# Penguins in Production - Session 6

This notebook aims to create a [SageMaker Pipeline](https://docs.aws.amazon.com/sagemaker/latest/dg/pipelines-sdk.html) to build an end-to-end Machine Learning system to solve the problem of classifying penguin species.

This example uses the [Penguins dataset](https://www.kaggle.com/parulpandey/palmer-archipelago-antarctica-penguin-data).

Amazon SageMaker is free to try. Your free tier starts from the first month you create your first SageMaker resource and lasts two months. Check out the  [Amazon SageMaker Pricing](https://aws.amazon.com/sagemaker/pricing/) for more information. Also, we'll be working extensively with [boto3](https://boto3.amazonaws.com/v1/documentation/api/latest/reference/services/sagemaker.html) and the [SageMaker Python SDK](https://sagemaker.readthedocs.io/en/stable/). Keep their documentation handy.

This notebook was created by [Santiago L. Valdarrama](https://twitter.com/svpino) as part of the [Machine Learning School](https://www.ml.school) program.

Let's ensure we are running the latest version of the SakeMaker SDK. **Restart the Kernel** after you run the following cell.

In [2]:
%load_ext autoreload
%autoreload 2

import sys
CODE_FOLDER = "code"
sys.path.append(f"./{CODE_FOLDER}")

# Session 6 - Model Monitoring

This session aims to set up a monitoring process to analyze the quality of the model predictions.

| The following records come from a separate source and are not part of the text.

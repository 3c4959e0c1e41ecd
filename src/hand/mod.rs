pub mod evaluate;
pub mod fan;
pub mod shanten;
pub mod win;

pub use evaluate::{evaluate_hand, WinResult};
pub use fan::{Fan, FanContext};
pub use shanten::{calc_discard_shanten, calc_shanten, count_live_tiles, ShantenCache};
pub use win::{calc_decompositions, calc_winning_kinds, is_tenpai, Decomposition};
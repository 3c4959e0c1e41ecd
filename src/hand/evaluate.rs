use serde::Serialize;

use crate::model::*;

use super::fan::FanContext;
use super::win::calc_decompositions;

// 和了の評価結果
#[derive(Debug, Clone, PartialEq, Serialize)]
pub struct WinResult {
    pub fans: Vec<(String, Points)>, // (役名, 小計 = 点数 x 成立数)
    pub total: Points,
}

impl WinResult {
    pub fn has_fan(&self, name: &str) -> bool {
        self.fans.iter().any(|(n, _)| n == name)
    }
}

// 和了形である場合, 最も高得点となる分解のSome(WinResult)を返却
// 和了形でない場合はNoneを返却
// 複数の分解が存在する場合はすべて評価して最高点のものを残す
pub fn evaluate_hand(hand: &TileTable, melds: &[Meld], ctx: &WinContext) -> Option<WinResult> {
    let mut results = vec![];
    for d in calc_decompositions(hand, melds.len()) {
        let fc = FanContext::new(hand, &d, melds, *ctx);
        let (fans, total) = fc.calc_fans();
        results.push(WinResult {
            fans: fans
                .iter()
                .map(|&(f, n)| (f.name.to_string(), f.points * n))
                .collect(),
            total,
        });
    }

    results.sort_by_key(|r| r.total);
    results.pop()
}

#[cfg(test)]
use super::win::table_from_symbols;

#[cfg(test)]
fn test_ctx(winning: &str, is_self_drawn: bool, is_concealed: bool) -> WinContext {
    WinContext {
        round_wind: WE,
        seat_wind: WS,
        is_self_drawn,
        winning_kind: Kind::from_symbol(winning),
        is_last_tile: false,
        is_replacement: false,
        n_bonus: 0,
        is_concealed,
    }
}

#[test]
fn test_all_runs_concealed() {
    let tt = table_from_symbols(&[
        "m1", "m2", "m3", "m4", "m5", "m6", "p1", "p2", "p3", "p4", "p5", "p6", "s9", "s9",
    ]);
    let res = evaluate_hand(&tt, &[], &test_ctx("m3", false, true)).unwrap();
    assert!(res.has_fan("平和"));
    assert!(res.has_fan("門前清"));
    assert!(res.total >= 4);
}

#[test]
fn test_big_three_doragons() {
    let tt = table_from_symbols(&[
        "d1", "d1", "d1", "d2", "d2", "d2", "d3", "d3", "d3", "m1", "m2", "m3", "p5", "p5",
    ]);
    let res = evaluate_hand(&tt, &[], &test_ctx("m1", true, true)).unwrap();
    assert!(res.has_fan("大三元"));
    // 下位役は打ち消される
    assert!(!res.has_fan("箭刻"));
    assert!(!res.has_fan("小三元"));
    assert!(res.total >= 88);
}

#[test]
fn test_full_flush_excludes_half_flush() {
    let tt = table_from_symbols(&[
        "m1", "m2", "m3", "m4", "m5", "m6", "m7", "m8", "m9", "m2", "m3", "m4", "m5", "m5",
    ]);
    let res = evaluate_hand(&tt, &[], &test_ctx("m5", false, true)).unwrap();
    assert!(res.has_fan("清一色"));
    assert!(!res.has_fan("混一色"));
}

#[test]
fn test_seven_pairs_points() {
    let tt = table_from_symbols(&[
        "m1", "m1", "m3", "m3", "p2", "p2", "p7", "p7", "s5", "s5", "w1", "w1", "d3", "d3",
    ]);
    let res = evaluate_hand(&tt, &[], &test_ctx("d3", false, true)).unwrap();
    assert!(res.has_fan("七対子"));
    assert!(res.total >= 24);
}

#[test]
fn test_bonus_tiles() {
    let tt = table_from_symbols(&[
        "m1", "m2", "m3", "m4", "m5", "m6", "p1", "p2", "p3", "p4", "p5", "p6", "s9", "s9",
    ]);
    let base = evaluate_hand(&tt, &[], &test_ctx("m3", false, true)).unwrap();

    let mut ctx = test_ctx("m3", false, true);
    ctx.n_bonus = 3;
    let res = evaluate_hand(&tt, &[], &ctx).unwrap();
    assert!(res.fans.contains(&("花牌".to_string(), 3)));
    assert_eq!(res.total, base.total + 3);
}

#[test]
fn test_all_honors_all_winds() {
    // 大四喜+字一色+四暗刻 下位役(小四喜,風牌刻,対々和,門前清)はすべて打ち消される
    let tt = table_from_symbols(&[
        "w1", "w1", "w1", "w2", "w2", "w2", "w3", "w3", "w3", "w4", "w4", "w4", "d1", "d1",
    ]);
    let res = evaluate_hand(&tt, &[], &test_ctx("d1", true, true)).unwrap();
    assert!(res.has_fan("大四喜"));
    assert!(res.has_fan("字一色"));
    assert!(res.has_fan("四暗刻"));
    assert!(!res.has_fan("小四喜"));
    assert!(!res.has_fan("場風刻"));
    assert!(!res.has_fan("自風刻"));
    assert!(!res.has_fan("対々和"));
    assert!(!res.has_fan("門前清"));
    assert_eq!(res.total, 88 + 64 + 64 + 1); // +自摸和
}

#[test]
fn test_best_decomposition_kept() {
    // 三連刻: 刻子3つ(三暗刻)と順子3つの分解では前者が高得点
    let tt = table_from_symbols(&[
        "m1", "m1", "m1", "m2", "m2", "m2", "m3", "m3", "m3", "p5", "p6", "p7", "w1", "w1",
    ]);
    let res = evaluate_hand(&tt, &[], &test_ctx("p5", true, true)).unwrap();
    assert!(res.has_fan("三暗刻"));
}

#[test]
fn test_not_a_win() {
    let tt = table_from_symbols(&[
        "m1", "m4", "m7", "p2", "p5", "p8", "s3", "s6", "s9", "w1", "w2", "d1", "d2", "d3",
    ]);
    assert!(evaluate_hand(&tt, &[], &test_ctx("d3", false, true)).is_none());
}
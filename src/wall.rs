use rand::prelude::*;

use crate::model::*;

// 144枚のid列をシャッフルして返却
// エンジン自身はシャッフルを行わない 配牌側のコラボレータとして使用する
pub fn create_wall(seed: u64) -> Vec<TileId> {
    let mut wall: Vec<TileId> = (0..N_TILE).collect();
    let mut rng: rand::rngs::StdRng = rand::SeedableRng::seed_from_u64(seed);
    wall.shuffle(&mut rng);
    wall
}

#[test]
fn test_create_wall() {
    // 同一シードで決定的
    let w1 = create_wall(0);
    let w2 = create_wall(0);
    assert_eq!(w1, w2);

    // 全idがちょうど1回ずつ現れる
    let mut sorted = w1;
    sorted.sort();
    assert_eq!(sorted, (0..N_TILE).collect::<Vec<_>>());
}
//! Request and response payload types for the OpenLabs API.

pub mod blueprint;
pub mod range;
pub mod secrets;
pub mod user;
pub mod workspace;

pub use blueprint::{BlueprintHeader, BlueprintId, HostBlueprint, SubnetBlueprint, VpcBlueprint};
pub use range::{DeployRangeRequest, DeployedRangeHeader};
pub use secrets::{AwsSecrets, AzureSecrets, SecretStatus, UserSecrets};
pub use user::{
    LoginStatus, MessageResponse, PasswordUpdate, RegisteredUser, UserCredentials, UserInfo,
    UserRegister,
};
pub use workspace::{
    Workspace, WorkspaceBlueprint, WorkspaceCreate, WorkspaceUser, WorkspaceUserCreate,
    WorkspaceUserUpdate,
};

For this, we need to generate ground truth for the data captured by the endpoint and compare it with a baseline performance.

Check [Amazon SageMaker Model Monitor](https://sagemaker.readthedocs.io/en/stable/amazon_sagemaker_model_monitoring.html) for a brief explanation of how to use SageMaker's Model Monitoring functionality. [Monitor models for data and model quality, bias, and explainability](https://docs.aws.amazon.com/sagemaker/latest/dg/model-monitor.html) is a much more extensive guide to Model Monitoring in Amazon SageMaker.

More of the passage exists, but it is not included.